Se le si chiede di presentarsi, lei dice così: «Ciao, sono Mia Canestrini, zoologa esperta di lupi, autrice e conduttrice televisiva e radiofonica». In molti oggi la conoscono, per il suo lavoro romantico, per il suo volto espressivo e per quella sua dolcezza determinata che ha conquistato il pubblico. C’è chi l’ha conosciuta sentendola in radio (oggi conduce la rubrica La bella e le bestie per il programma 105 Friends su Radio 105), chi l’ha vista in Tv (è co-conduttrice della trasmissione Il Provinciale su Rai Due) e chi ha letto uno dei suoi libri.

E ora, dopo La ragazza dei lupi (Piemme, 2019) e Custode di Cuori (Mondadori Electa, 2022), ne esce un altro: Nelle Terre dei lupi. Storie italiane di un ritorno (Piemme, 2023), 200 pagine in cui Mia racconta di un viaggio, tra l’Irpinia, la Toscana, l’appennino emiliano, la Valtellina e il litorale romano, alla ricerca delle tracce di questo straordinario e misterioso mammifero: «È un racconto di lupi e natura che parte dal mio vissuto e dalle mie esperienze», racconta Mia Canestrini, «È un invito personale a riflettere su che ruolo ci siamo ritagliati su questo Pianeta in quanto umanità. Le crisi climatica e di biodiversità ci mettono di fronte a una sfida: accettare di far parte della natura recuperando stili di vita e consumo più sostenibili, oppure continuare sul filo narrativo dell’antitesi tra natura e cultura, che però ci sta portando verso la catastrofe e l’estinzione insieme ad altre migliaia di specie. Possiamo anche illuderci di poter vivere separatamente dal resto degli organismi viventi, piante e animali, ai quali sottraiamo da decenni spazio e risorse, ma se loro muoiono, noi moriremo con loro. La cosa sorprendete e interessante è che oggi più che mai la natura sembra volerci dimostrare che ci vuole con sé e tenta con ogni forza di inglobarci nuovamente all’interno dei suoi ecosistemi, appena ne ha l’occasione». 

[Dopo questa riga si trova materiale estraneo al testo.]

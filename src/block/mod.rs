//! Fixed-block adapters.
//!
//! Codecs and analyzers often insist on a fixed block granularity while the
//! code around them reads and writes arbitrary amounts. The adapters in this
//! module sit in between:
//!
//! ```text
//! read(n)  → FixedBlockReader → process_fixed_block(block_size) → producer
//! write(n) → FixedBlockWriter → process_fixed_block(block_size) → consumer
//! ```
//!
//! Both adapters are driven synchronously by their caller and never spawn
//! threads. Full blocks are passed straight through the caller's buffer;
//! only partial blocks are staged.

mod reader;
mod writer;

pub use reader::FixedBlockReader;
pub use writer::FixedBlockWriter;

use crate::BlockError;

/// A producer or consumer that only works in whole blocks.
///
/// The adapters guarantee that `block` is always exactly the block size they
/// were opened with.
///
/// # Example
///
/// ```
/// use stream_transport::{BlockError, FixedBlockProcessor};
///
/// /// Produces an endless stream of incrementing bytes.
/// struct Counter(u8);
///
/// impl FixedBlockProcessor for Counter {
///     fn process_fixed_block(&mut self, block: &mut [u8]) -> Result<usize, BlockError> {
///         for byte in block.iter_mut() {
///             *byte = self.0;
///             self.0 = self.0.wrapping_add(1);
///         }
///         Ok(block.len())
///     }
/// }
/// ```
pub trait FixedBlockProcessor {
    /// Processes one block.
    ///
    /// On the read path the processor fills `block` and returns how many
    /// bytes are valid; `Ok(0)` means end of stream. On the write path the
    /// processor consumes `block` and returns how many bytes it accepted.
    ///
    /// # Errors
    ///
    /// Any error is passed to the adapter's caller unchanged.
    fn process_fixed_block(&mut self, block: &mut [u8]) -> Result<usize, BlockError>;
}

impl<P: FixedBlockProcessor + ?Sized> FixedBlockProcessor for &mut P {
    fn process_fixed_block(&mut self, block: &mut [u8]) -> Result<usize, BlockError> {
        (**self).process_fixed_block(block)
    }
}

impl<P: FixedBlockProcessor + ?Sized> FixedBlockProcessor for Box<P> {
    fn process_fixed_block(&mut self, block: &mut [u8]) -> Result<usize, BlockError> {
        (**self).process_fixed_block(block)
    }
}

/// State shared by the reader and writer: the block size, the staging buffer
/// for partial blocks and a cursor into it.
///
/// For the reader, `position..valid_len` is staged data not yet handed out,
/// with `position <= valid_len <= block_size`. For the writer, `0..position`
/// is data accumulated towards the next block and `position < block_size`
/// between calls.
#[derive(Debug, Default)]
pub struct FixedBlockAdapter {
    block_size: usize,
    staging: Vec<u8>,
    position: usize,
    valid_len: usize,
    open: bool,
}

impl FixedBlockAdapter {
    /// Creates a closed adapter.
    pub fn new() -> Self {
        Self::default()
    }

    /// Allocates staging storage for `block_size` bytes and resets the cursors.
    ///
    /// # Errors
    ///
    /// Returns `InvalidBlockSize` if `block_size` is zero.
    pub fn open(&mut self, block_size: usize) -> Result<(), BlockError> {
        if block_size == 0 {
            return Err(BlockError::InvalidBlockSize(block_size));
        }
        self.block_size = block_size;
        self.staging = vec![0; block_size];
        self.position = 0;
        self.valid_len = 0;
        self.open = true;
        Ok(())
    }

    /// Releases staging storage.
    pub fn close(&mut self) {
        self.staging = Vec::new();
        self.position = 0;
        self.valid_len = 0;
        self.open = false;
    }

    /// Returns `true` between `open()` and `close()`.
    pub fn is_open(&self) -> bool {
        self.open
    }

    /// Returns the block size, or 0 when closed.
    pub fn block_size(&self) -> usize {
        if self.open {
            self.block_size
        } else {
            0
        }
    }

    /// Returns the staging cursor.
    pub fn position(&self) -> usize {
        self.position
    }

    /// Returns the number of staged bytes (reader side).
    pub fn valid_len(&self) -> usize {
        self.valid_len
    }

    fn ensure_open(&self) -> Result<(), BlockError> {
        if self.open {
            Ok(())
        } else {
            Err(BlockError::NotOpen)
        }
    }
}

Ma perché si parla sempre del lupo cattivo?
«Si parla sempre del lupo cattivo perché questa è l’immagine che gli è stata cucita addosso durante il Medioevo, quando il Cristianesimo ha avuto bisogno di utilizzare gli elementi della natura, del paesaggio e della vita in società a fini narrativi: c’era bisogno di creare unione e incentivare l’obbedienza all’interno delle comunità (le greggi), identificando la Chiesa e i suoi rappresentanti (i pastori) come salvatori e garanti di un ordine sociale e civile, a fronte del caos e del pericolo rappresentati dal non aderire alle pratiche religiose. Il lupo, predatore per eccellenza in Europa, si è ben prestato a incarnare il Male e i pericoli dell’allontanamento dalla Chiesa (in senso figurato). Semplicemente ci portiamo dietro questa eredità religiosa e culturale millenaria».

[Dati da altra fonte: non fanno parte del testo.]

//! Read-ahead pipeline components.
//!
//! The read-ahead layer decouples a slow source from the audio callback:
//!
//! ```text
//! Source → Fill (time-slice thread) → CircularAudioBuffer → Audio callback
//! ```
//!
//! - **CircularAudioBuffer**: planar ring addressed by a monotonic frame index
//! - **TimeSliceThread**: background thread that runs fills round-robin
//! - **BufferingSource**: keeps the ring ahead of the play position
//!
//! The audio callback only copies out of the ring, so it never waits on the
//! wrapped source.

mod buffering;
mod ring_buffer;
mod time_slice;

pub use buffering::BufferingSource;
pub use ring_buffer::CircularAudioBuffer;
pub use time_slice::{ReadAheadScheduler, TimeSliceClient, TimeSliceThread};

E dunque i lupi fanno anche cose buone!
«Assolutamente sì! Per esempio i lupi sono molto solidali gli uni con gli altri, se un membro del branco viene ferito anche gravemente gli altri non lo abbandonano, ma cercano di garantirgli la sopravvivenza proteggendolo e nutrendolo».

Qual è l’insegnamento più grande che le hanno dato i lupi?
«Mi hanno sicuramente insegnato a non avere paura dei cambiamenti e a adattarmi velocemente. In questo sono dei maestri del Regno Animale: opportunisti, ecologicamente molto plastici, possono vivere ovunque sfruttando qualunque tipo di habitat e risorsa. Imparano osservando ed esplorando, tramandano ciò che hanno imparato, hanno un’ottima memoria e un senso straordinario dell’orientamento».

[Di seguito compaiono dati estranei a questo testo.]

//! Variable-size reads on top of a fixed-block producer.

use super::{FixedBlockAdapter, FixedBlockProcessor};
use crate::BlockError;

/// Serves reads of any size from a processor that only produces whole blocks.
///
/// Reads of at least one block go straight into the caller's buffer; the
/// tail of a request is served from a staged block, and whatever is left of
/// that block is handed out by the next `read`.
///
/// # Example
///
/// ```
/// use stream_transport::{BlockError, FixedBlockProcessor, FixedBlockReader};
///
/// struct Zeros;
///
/// impl FixedBlockProcessor for Zeros {
///     fn process_fixed_block(&mut self, block: &mut [u8]) -> Result<usize, BlockError> {
///         block.fill(0);
///         Ok(block.len())
///     }
/// }
///
/// let mut reader = FixedBlockReader::new(Zeros);
/// reader.open(64)?;
/// let mut buf = [1u8; 100];
/// assert_eq!(reader.read(&mut buf)?, 100);
/// # Ok::<(), BlockError>(())
/// ```
pub struct FixedBlockReader<P> {
    adapter: FixedBlockAdapter,
    processor: P,
}

impl<P: FixedBlockProcessor> FixedBlockReader<P> {
    /// Creates a closed reader around `processor`.
    pub fn new(processor: P) -> Self {
        Self {
            adapter: FixedBlockAdapter::new(),
            processor,
        }
    }

    /// Opens the reader with the given block size, discarding staged data.
    ///
    /// # Errors
    ///
    /// Returns `InvalidBlockSize` if `block_size` is zero.
    pub fn open(&mut self, block_size: usize) -> Result<(), BlockError> {
        self.adapter.open(block_size)
    }

    /// Closes the reader and releases its staging buffer.
    pub fn close(&mut self) {
        self.adapter.close();
    }

    /// Returns the shared adapter state.
    pub fn adapter(&self) -> &FixedBlockAdapter {
        &self.adapter
    }

    /// Returns the number of staged bytes not yet read.
    pub fn staged(&self) -> usize {
        self.adapter.valid_len - self.adapter.position
    }

    /// Returns a reference to the processor.
    pub fn processor(&self) -> &P {
        &self.processor
    }

    /// Consumes the reader and returns the processor.
    pub fn into_processor(self) -> P {
        self.processor
    }

    /// Reads up to `buf.len()` bytes.
    ///
    /// Returns the number of bytes read. A value smaller than `buf.len()`
    /// means the processor reached the end of its stream. Short blocks from
    /// the processor are not terminal; only a block of zero bytes is.
    ///
    /// # Errors
    ///
    /// Returns `NotOpen` if the reader is closed, or the processor's error
    /// unchanged. Bytes copied into `buf` before the error are not reported.
    pub fn read(&mut self, buf: &mut [u8]) -> Result<usize, BlockError> {
        self.adapter.ensure_open()?;
        let block_size = self.adapter.block_size;
        let mut served = 0;

        while served < buf.len() {
            let adapter = &mut self.adapter;

            if adapter.position < adapter.valid_len {
                let n = (buf.len() - served).min(adapter.valid_len - adapter.position);
                buf[served..served + n]
                    .copy_from_slice(&adapter.staging[adapter.position..adapter.position + n]);
                adapter.position += n;
                served += n;
                continue;
            }

            let got = if buf.len() - served >= block_size {
                let got = self
                    .processor
                    .process_fixed_block(&mut buf[served..served + block_size])?
                    .min(block_size);
                served += got;
                got
            } else {
                let got = self
                    .processor
                    .process_fixed_block(&mut adapter.staging[..block_size])?
                    .min(block_size);
                adapter.position = 0;
                adapter.valid_len = got;
                got
            };

            if got == 0 {
                break;
            }
        }

        Ok(served)
    }
}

I lupi «riconoscono»? Lei ha dei lupi «amici»? Dei lupi con cui è stata di più e con cui c’è un rapporto particolare? È possibile?
«Certo i lupi riconoscono luoghi, animali e persone. Io non ho lupi “amici” perché ho sempre trattato i lupi da lupi: non li ho studiati dentro a una gabbia o un recinto, forzandone la vicinanza, ma in natura dove corrono liberi e selvaggi, si fanno vedere raramente e rifuggono il contatto con l’uomo. Ho vissuto un paio di esperienze diverse recuperando due cuccioli di lupo che per un brevissimo periodo mi hanno in qualche modo riconosciuta e identificata come una fonte di cibo e una sicurezza, ma poi ho evitato di mantenere questa specie di legame primordiale e me ne sono volutamente distaccata, perché non è questo che mi entusiasma della zoologia».

In Italia dove si può andare per vedere i lupi? Esistono organizzazioni di «wolf-watcher»?
«Ci sono il centro Uomini e lupi di Entracque in provincia di Cuneo, il centro di Civitella Alfedena nel Parco nazionale d’Abruzzo, il centro Alpha loup sulle Alpi Marittime (versante francese), tutti posti in cui pagando un biglietto si possono osservare lupi confinati in recinti più o meni ampi e ricchi di vegetazione. Nel nord Italia c’è l’associazione Io non ho paura del lupo che organizza escursioni ed esperienze a contatto con la natura».

Se una persona volesse aiutare i lupi, esistono associazioni per la loro salvaguardia?
«WWF e l’associazione Io non ho paura del lupo sono le due realtà che mi sento di consigliare al riguardo e che portano avanti azioni di sensibilizzazione e informazione sul lupo e la convivenza con questo predatore».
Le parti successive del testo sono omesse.